“Unless Earth surrenders within 24 hours, we will begin a massive invasion.”
When invisible aliens from the moon embody corpses as part of a plan to take over the Earth, it’s up to scientists Dr. Penner (Philip Tonge) and Dr. Lamont (Robert Hutton) to discover an effective weapon against them.
This low budget sci-fi thriller features many classic tropes of 1950s cinema, including a mysterious invasion by aliens, threat of world domination, nuclear experimentation gone awry, and a beautiful young woman (Jean Byron) whose only real function in the film is to serve as a supportive love interest. Interestingly, an initial subplot about a scientist (John Carradine) who blows himself up while conducting research on atomic energy turns out to be little more than the narrative catalyst which brings the aliens down to Earth; atomic research is thus posited as a defining frontier which finally marks humankind as a threat to its more advanced intergalactic neighbors.
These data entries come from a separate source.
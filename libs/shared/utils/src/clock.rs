use chrono::{DateTime, NaiveDate, Utc};

/// Time source injected into services so calendar rules ("date is in the
/// past") stay testable. The subsystem records in UTC; dates have no
/// per-doctor zone.
pub trait Clock: Send + Sync {
    fn now(&self) -> DateTime<Utc>;

    fn today(&self) -> NaiveDate {
        self.now().date_naive()
    }
}

#[derive(Debug, Clone, Copy, Default)]
pub struct SystemClock;

impl Clock for SystemClock {
    fn now(&self) -> DateTime<Utc> {
        Utc::now()
    }
}
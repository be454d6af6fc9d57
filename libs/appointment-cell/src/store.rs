// libs/appointment-cell/src/store.rs
use async_trait::async_trait;
use chrono::NaiveDate;

use schedule_cell::store::AppointmentLookup;
use schedule_cell::BookedRange;
use shared_database::MemoryTable;
use shared_models::{AppError, AppointmentId, DoctorId, PatientId};

use crate::models::{Appointment, AppointmentPatch, NewAppointment};

#[async_trait]
pub trait AppointmentStore: Send + Sync {
    async fn create(&self, appointment: NewAppointment) -> Result<Appointment, AppError>;

    async fn get(&self, id: AppointmentId) -> Result<Option<Appointment>, AppError>;

    async fn list_for_doctor(&self, doctor_id: DoctorId) -> Result<Vec<Appointment>, AppError>;

    async fn list_for_patient(&self, patient_id: PatientId) -> Result<Vec<Appointment>, AppError>;

    async fn list_for_doctor_on_date(
        &self,
        doctor_id: DoctorId,
        date: NaiveDate,
    ) -> Result<Vec<Appointment>, AppError>;

    async fn list_in_date_range(
        &self,
        doctor_id: DoctorId,
        from: NaiveDate,
        to: NaiveDate,
    ) -> Result<Vec<Appointment>, AppError>;

    async fn update(
        &self,
        id: AppointmentId,
        patch: AppointmentPatch,
    ) -> Result<Option<Appointment>, AppError>;

    async fn delete(&self, id: AppointmentId) -> Result<bool, AppError>;

    async fn list_all(&self) -> Result<Vec<Appointment>, AppError>;
}

#[derive(Default)]
pub struct InMemoryAppointmentStore {
    table: MemoryTable<Appointment>,
}

impl InMemoryAppointmentStore {
    pub fn new() -> Self {
        Self::default()
    }
}

#[async_trait]
impl AppointmentStore for InMemoryAppointmentStore {
    async fn create(&self, appointment: NewAppointment) -> Result<Appointment, AppError> {
        Ok(self
            .table
            .insert_with(|id| Appointment {
                id,
                patient_id: appointment.patient_id,
                doctor_id: appointment.doctor_id,
                date: appointment.date,
                start_time: appointment.start_time,
                end_time: appointment.end_time,
                status: appointment.status,
                reason: appointment.reason,
                notes: appointment.notes,
                created_at: appointment.created_at,
                modified_at: appointment.created_at,
                cancelled_by: None,
                cancellation_reason: None,
            })
            .await)
    }

    async fn get(&self, id: AppointmentId) -> Result<Option<Appointment>, AppError> {
        Ok(self.table.get(id).await)
    }

    async fn list_for_doctor(&self, doctor_id: DoctorId) -> Result<Vec<Appointment>, AppError> {
        let mut appointments = self.table.filter(|a| a.doctor_id == doctor_id).await;
        appointments.sort_by_key(|a| (a.date, a.start_time));
        Ok(appointments)
    }

    async fn list_for_patient(&self, patient_id: PatientId) -> Result<Vec<Appointment>, AppError> {
        let mut appointments = self.table.filter(|a| a.patient_id == patient_id).await;
        appointments.sort_by_key(|a| (a.date, a.start_time));
        Ok(appointments)
    }

    async fn list_for_doctor_on_date(
        &self,
        doctor_id: DoctorId,
        date: NaiveDate,
    ) -> Result<Vec<Appointment>, AppError> {
        let mut appointments = self
            .table
            .filter(|a| a.doctor_id == doctor_id && a.date == date)
            .await;
        appointments.sort_by_key(|a| a.start_time);
        Ok(appointments)
    }

    async fn list_in_date_range(
        &self,
        doctor_id: DoctorId,
        from: NaiveDate,
        to: NaiveDate,
    ) -> Result<Vec<Appointment>, AppError> {
        let mut appointments = self
            .table
            .filter(|a| a.doctor_id == doctor_id && a.date >= from && a.date <= to)
            .await;
        appointments.sort_by_key(|a| (a.date, a.start_time));
        Ok(appointments)
    }

    async fn update(
        &self,
        id: AppointmentId,
        patch: AppointmentPatch,
    ) -> Result<Option<Appointment>, AppError> {
        Ok(self
            .table
            .update(id, |appointment| {
                if let Some(date) = patch.date {
                    appointment.date = date;
                }
                if let Some(start_time) = patch.start_time {
                    appointment.start_time = start_time;
                }
                if let Some(end_time) = patch.end_time {
                    appointment.end_time = end_time;
                }
                if let Some(status) = patch.status {
                    appointment.status = status;
                }
                if let Some(reason) = patch.reason.clone() {
                    appointment.reason = Some(reason);
                }
                if let Some(notes) = patch.notes.clone() {
                    appointment.notes = Some(notes);
                }
                if let Some(cancelled_by) = patch.cancelled_by {
                    appointment.cancelled_by = Some(cancelled_by);
                }
                if let Some(cancellation_reason) = patch.cancellation_reason.clone() {
                    appointment.cancellation_reason = Some(cancellation_reason);
                }
                if let Some(modified_at) = patch.modified_at {
                    appointment.modified_at = modified_at;
                }
            })
            .await)
    }

    async fn delete(&self, id: AppointmentId) -> Result<bool, AppError> {
        Ok(self.table.remove(id).await.is_some())
    }

    async fn list_all(&self) -> Result<Vec<Appointment>, AppError> {
        Ok(self.table.all().await)
    }
}

/// The availability resolver reads committed bookings through this seam;
/// only occupying statuses are handed across.
#[async_trait]
impl AppointmentLookup for InMemoryAppointmentStore {
    async fn booked_ranges(
        &self,
        doctor_id: DoctorId,
        date: NaiveDate,
    ) -> Result<Vec<BookedRange>, AppError> {
        let mut ranges: Vec<BookedRange> = self
            .table
            .filter(|a| a.doctor_id == doctor_id && a.date == date && a.status.is_occupying())
            .await
            .into_iter()
            .map(|a| BookedRange {
                start_time: a.start_time,
                end_time: a.end_time,
            })
            .collect();
        ranges.sort_by_key(|r| r.start_time);
        Ok(ranges)
    }
}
As to be expected for a B-budget film of this caliber, the special effects in Invisible Invaders are lame, and the acting is mostly sub-par. Fortunately, B-regular John Agar (who sounds uncannily like John Wayne) is suitably cast as the no-nonsense major, and British Philip Tonge (in one of his final roles) somehow manages to make campy lines such as “We need time… They must give it to us! They must!” and “Cyclic pulsations? It doesn’t make any sense at all!” sound semi-natural. It should also be noted that Invisible Invaders is a clear thematic precursor to George Romero’s Night of the Living Dead, and will probably be of interest to sci fi/horror fans for this reason alone.
Redeeming Qualities and Moments:
- Philip Tonge as Dr. Penner
- John Agar as no-nonsense Major Jay
- A laughably hokey voiceover narration: “The walking dead were everywhere now — a vast army of destruction that could not be killed!”
No, but it’s recommended for those who enjoy campy, ultra-low-budget sci-fi flicks. It’s listed in the back of Peary’s book as a Camp Classic.